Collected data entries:

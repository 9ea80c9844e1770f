// Utilities Module
//
// File helpers used by the Python layer and batch processing.

/// File utilities
pub mod file_utils {
    use anyhow::{Context, Result};
    use std::fs;
    use std::path::Path;

    /// Read a header file as UTF-8 text
    pub fn read_header(path: &Path) -> Result<String> {
        fs::read_to_string(path)
            .with_context(|| format!("Failed to read header file: {}", path.display()))
    }

    /// Blake3 hex digest of header content, for change detection by callers
    pub fn content_hash(content: &str) -> String {
        blake3::hash(content.as_bytes()).to_hex().to_string()
    }

}
// PyBatchHeaderResult - Container for file I/O + extraction results
//
// This struct returns everything Python needs from a single header:
// - Content hash (computed by Rust)
// - Extraction results
// - Error information (if the file could not be read)
//
// File I/O happens in Rust's parallel worker pool instead of Python's
// single-threaded event loop.

use super::PyProcessedHeader;
use pyo3::prelude::*;

/// Result of processing a single header in batch extraction.
///
/// - path: Header path (same as input)
/// - hash: Blake3 hash of content (empty if read failed)
/// - size: Content length in bytes
/// - header: Extraction results (None on error)
/// - error: Error message if the read failed
#[pyclass(name = "BatchHeaderResult")]
pub struct PyBatchHeaderResult {
    #[pyo3(get)]
    pub path: String,

    #[pyo3(get)]
    pub hash: String,

    #[pyo3(get)]
    pub size: usize,

    // No #[pyo3(get)] because PyProcessedHeader doesn't implement Clone
    pub header: Option<PyProcessedHeader>,

    #[pyo3(get)]
    pub error: Option<String>,
}

impl PyBatchHeaderResult {
    /// Create a successful result with extraction data
    pub fn success(path: String, hash: String, size: usize, header: PyProcessedHeader) -> Self {
        PyBatchHeaderResult {
            path,
            hash,
            size,
            header: Some(header),
            error: None,
        }
    }

    /// Create a failed result with error message
    pub fn error(path: String, error: String) -> Self {
        PyBatchHeaderResult {
            path,
            hash: String::new(),
            size: 0,
            header: None,
            error: Some(error),
        }
    }
}

#[pymethods]
impl PyBatchHeaderResult {
    #[getter]
    fn is_success(&self) -> bool {
        self.error.is_none()
    }

    /// Get extraction results (None on error)
    ///
    /// Note: This takes ownership of the header field. Calling this
    /// multiple times will return None after the first call.
    #[getter]
    fn header(&mut self) -> Option<PyProcessedHeader> {
        self.header.take()
    }

    fn __repr__(&self) -> String {
        if let Some(ref err) = self.error {
            format!("BatchHeaderResult(path={:?}, error={:?})", self.path, err)
        } else {
            format!(
                "BatchHeaderResult(path={:?}, hash={:?}, has_header={})",
                self.path,
                &self.hash[..8.min(self.hash.len())],
                self.header.is_some()
            )
        }
    }
}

• _Required work_: In the entries above, some lines hold the string "processing". Copy each of them.

• _Finished exercise_:
// File helpers used by the Python layer and batch processing.
/// Result of processing a single header in batch extraction.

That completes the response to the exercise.